---------- EXERCISE DATA
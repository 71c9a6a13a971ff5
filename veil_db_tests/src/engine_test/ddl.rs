use super::*;

#[test]
fn test_create_duplicate_table_fails() {
    let mut db = test_db();
    db.execute("CREATE TABLE t (a STRING);").unwrap();
    let err = db.execute("CREATE TABLE t (b STRING);").unwrap_err();
    assert!(err.to_string().contains("already exists"));
}

#[test]
fn test_drop_table_then_access_fails() {
    let mut db = test_db();
    seed_users(&mut db);

    let msg = db.execute("DROP TABLE users;").unwrap();
    assert_eq!(msg, "dropped table users");

    let err = db
        .execute("INSERT INTO users (id) VALUES ('9');")
        .unwrap_err();
    assert!(err.to_string().contains("does not exist"));
}

#[test]
fn test_drop_missing_table_fails() {
    let mut db = test_db();
    let err = db.execute("DROP TABLE nope;").unwrap_err();
    assert!(err.to_string().contains("does not exist"));
}

#[test]
fn test_drop_table_strips_foreign_keys_referencing_it() {
    let mut db = test_db();
    db.execute("CREATE TABLE depts (id INTEGER, PRIMARY KEY (id));")
        .unwrap();
    db.execute(
        "CREATE TABLE staff (id INTEGER, dept INTEGER, PRIMARY KEY (id), FOREIGN KEY (dept) REFERENCES depts (id));",
    )
    .unwrap();

    db.execute("DROP TABLE depts;").unwrap();

    let staff = db.catalog().get_table("staff").unwrap();
    // The primary key stays; only the foreign key to depts is gone.
    assert_eq!(staff.schema().constraints().len(), 1);
}

#[test]
fn test_drop_column_removes_values() {
    let mut db = test_db();
    seed_users(&mut db);

    let msg = db.execute("DROP COLUMN users age;").unwrap();
    assert_eq!(msg, "dropped column age from users");

    let out = db.execute("SELECT * FROM users WHERE id = 1;").unwrap();
    assert_eq!(out, "id\tname\n1\tAlice");
}

#[test]
fn test_drop_missing_column_fails_and_leaves_schema() {
    let mut db = test_db();
    seed_users(&mut db);

    let err = db.execute("DROP COLUMN users city;").unwrap_err();
    assert!(err.to_string().contains("not found"));

    let out = db.execute("SELECT * FROM users WHERE id = 1;").unwrap();
    assert_eq!(out, "id\tname\tage\n1\tAlice\t30");
}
--------------------
** WHAT YOU SHOULD DO **
Only the lines from the one with "TABLE staff (id" through the last line of the records belong in the answer, each copied exactly.

** RESULT BELOW **
        "CREATE TABLE staff (id INTEGER, dept INTEGER, PRIMARY KEY (id), FOREIGN KEY (dept) REFERENCES depts (id));",
    )
    .unwrap();

    db.execute("DROP TABLE depts;").unwrap();

    let staff = db.catalog().get_table("staff").unwrap();
    // The primary key stays; only the foreign key to depts is gone.
    assert_eq!(staff.schema().constraints().len(), 1);
}

#[test]
fn test_drop_column_removes_values() {
    let mut db = test_db();
    seed_users(&mut db);

    let msg = db.execute("DROP COLUMN users age;").unwrap();
    assert_eq!(msg, "dropped column age from users");

    let out = db.execute("SELECT * FROM users WHERE id = 1;").unwrap();
    assert_eq!(out, "id\tname\n1\tAlice");
}

#[test]
fn test_drop_missing_column_fails_and_leaves_schema() {
    let mut db = test_db();
    seed_users(&mut db);

    let err = db.execute("DROP COLUMN users city;").unwrap_err();
    assert!(err.to_string().contains("not found"));

    let out = db.execute("SELECT * FROM users WHERE id = 1;").unwrap();
    assert_eq!(out, "id\tname\tage\n1\tAlice\t30");
}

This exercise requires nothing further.